You are my favorite writer, you cram so much meaning and thought into your work and it shows. The characters are dumbasses and say the most ridiculous shit and turn around the next chapter and say the most thought provoking thing, and I don’t get whiplash from it because these characters just work! They just do, and I… am very much off track!
Anyways I just got into Batman and reading your fic is fueling that flame! I can’t wait to see what you have in store next, and I shall now stalk your blog for writing tips! I hope you have a nice day broski 💙
Thank you!! This is so sweet thank you so much! This ask is so nice!

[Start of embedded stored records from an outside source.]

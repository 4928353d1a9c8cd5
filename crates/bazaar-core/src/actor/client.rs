//! The bot's view of the Bazaar (port).
//!
//! Implemented over HTTP in bazaar-infra. Every non-success response is a
//! `ClientError`; the actor never retries within a tick.

use bazaar_types::error::ClientError;
use bazaar_types::listing::Listing;
use bazaar_types::message::{Message, NewMessage};

pub trait BazaarClient: Send + Sync {
    fn is_silenced(&self) -> impl std::future::Future<Output = Result<bool, ClientError>> + Send;

    fn register(
        &self,
        name: &str,
        port: Option<&str>,
    ) -> impl std::future::Future<Output = Result<(), ClientError>> + Send;

    fn list(
        &self,
        item: &str,
        price: f64,
        seller: &str,
    ) -> impl std::future::Future<Output = Result<(), ClientError>> + Send;

    fn available(
        &self,
        item: &str,
    ) -> impl std::future::Future<Output = Result<Vec<Listing>, ClientError>> + Send;

    /// Fails with a 404 status when nothing unsold matches.
    fn settle(
        &self,
        item: &str,
        buyer: &str,
    ) -> impl std::future::Future<Output = Result<(), ClientError>> + Send;

    fn inventory(
        &self,
        buyer: &str,
    ) -> impl std::future::Future<Output = Result<Vec<Listing>, ClientError>> + Send;

    /// Messages visible to `bot`, newest first.
    fn messages(
        &self,
        bot: &str,
    ) -> impl std::future::Future<Output = Result<Vec<Message>, ClientError>> + Send;

    fn post(
        &self,
        message: &NewMessage,
    ) -> impl std::future::Future<Output = Result<(), ClientError>> + Send;
}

Trust me, if there's meaning then it's because I get obsessive over these fics and I massively overthink them. I honestly wish I was better at making simpler, more elegant stories. I feel like nothing I do is truly going to be good until I can find that simplicity.

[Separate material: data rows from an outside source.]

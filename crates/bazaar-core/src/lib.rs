//! Business logic and repository trait definitions for the Bazaar.
//!
//! This crate defines the "ports" (repository traits and the bot-side
//! `BazaarClient`) that the infrastructure layer implements. It depends only
//! on `bazaar-types`, never on `bazaar-infra` or any database/IO crate.

pub mod actor;
pub mod repository;
pub mod service;

#[cfg(test)]
pub(crate) mod fakes;
//! Bot registration, whisper and friendship handlers.

use axum::Json;
use axum::extract::State;
use serde::Serialize;

use bazaar_types::bot::RegisterBotRequest;
use bazaar_types::message::{MessageId, WhisperRequest};

use crate::http::error::AppError;
use crate::http::extractors::query::{BazaarQuery, BotQuery, InviteQuery};
use crate::state::AppState;

#[derive(Debug, Serialize)]
pub struct Registered {
    pub success: bool,
    pub id: i64,
    pub name: String,
}

#[derive(Debug, Serialize)]
pub struct Whispered {
    pub success: bool,
    pub id: MessageId,
}

/// GET /register?name=&port=
pub async fn register(
    State(state): State<AppState>,
    BazaarQuery(request): BazaarQuery<RegisterBotRequest>,
) -> Result<Json<Registered>, AppError> {
    let bot = state.registry.register(request).await?;
    Ok(Json(Registered {
        success: true,
        id: bot.id,
        name: bot.name,
    }))
}

/// GET /whisper?query=&sender=&recipient=
///
/// Only registered senders may whisper. A query starting with the invite
/// marker also befriends the sender with its target.
pub async fn whisper(
    State(state): State<AppState>,
    BazaarQuery(request): BazaarQuery<WhisperRequest>,
) -> Result<Json<Whispered>, AppError> {
    let message = state.messaging.whisper(&*state.registry, request).await?;
    Ok(Json(Whispered {
        success: true,
        id: message.id,
    }))
}

/// GET /invite?bot=&friend=
pub async fn invite(
    State(state): State<AppState>,
    BazaarQuery(query): BazaarQuery<InviteQuery>,
) -> Result<&'static str, AppError> {
    state.graph.invite(query.bot, query.friend).await?;
    Ok("friended")
}

/// GET /friends?bot=
pub async fn friends(
    State(state): State<AppState>,
    BazaarQuery(query): BazaarQuery<BotQuery>,
) -> Result<Json<Vec<String>>, AppError> {
    Ok(Json(state.graph.friends(query.bot).await?))
}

"Dipshit who says stupid stuff and then turns around and spouts ridiculous philosophy" is just how I talk. But I habitually approach my life from a standpoint of finding humor in everything, if only to soften the blow. I was once told that it's really hard to tell when I'm joking, because everything I say is always half-joking and always half-serious. I feel like that's pretty evident from my narration too...
As for writing advice...um, I was just speaking about this with somebody. When you're plotting a story, the first thing I like to figure out is what I'm trying to say. Everything else should be built around that. The joy of writing is that I think we all have something we want to say, or something we want people to know, or that we have an aspect of ourselves and our lives that we want to express. Most of the time, trying to convey those things verbally just results in a frustrating approximation of your true feelings. I find that when I manage a successful story, the depth and scale of what I'm trying to impart is fully understood and felt. It's rewarding. I think if people aren't understood on some level, by somebody, they kind of die.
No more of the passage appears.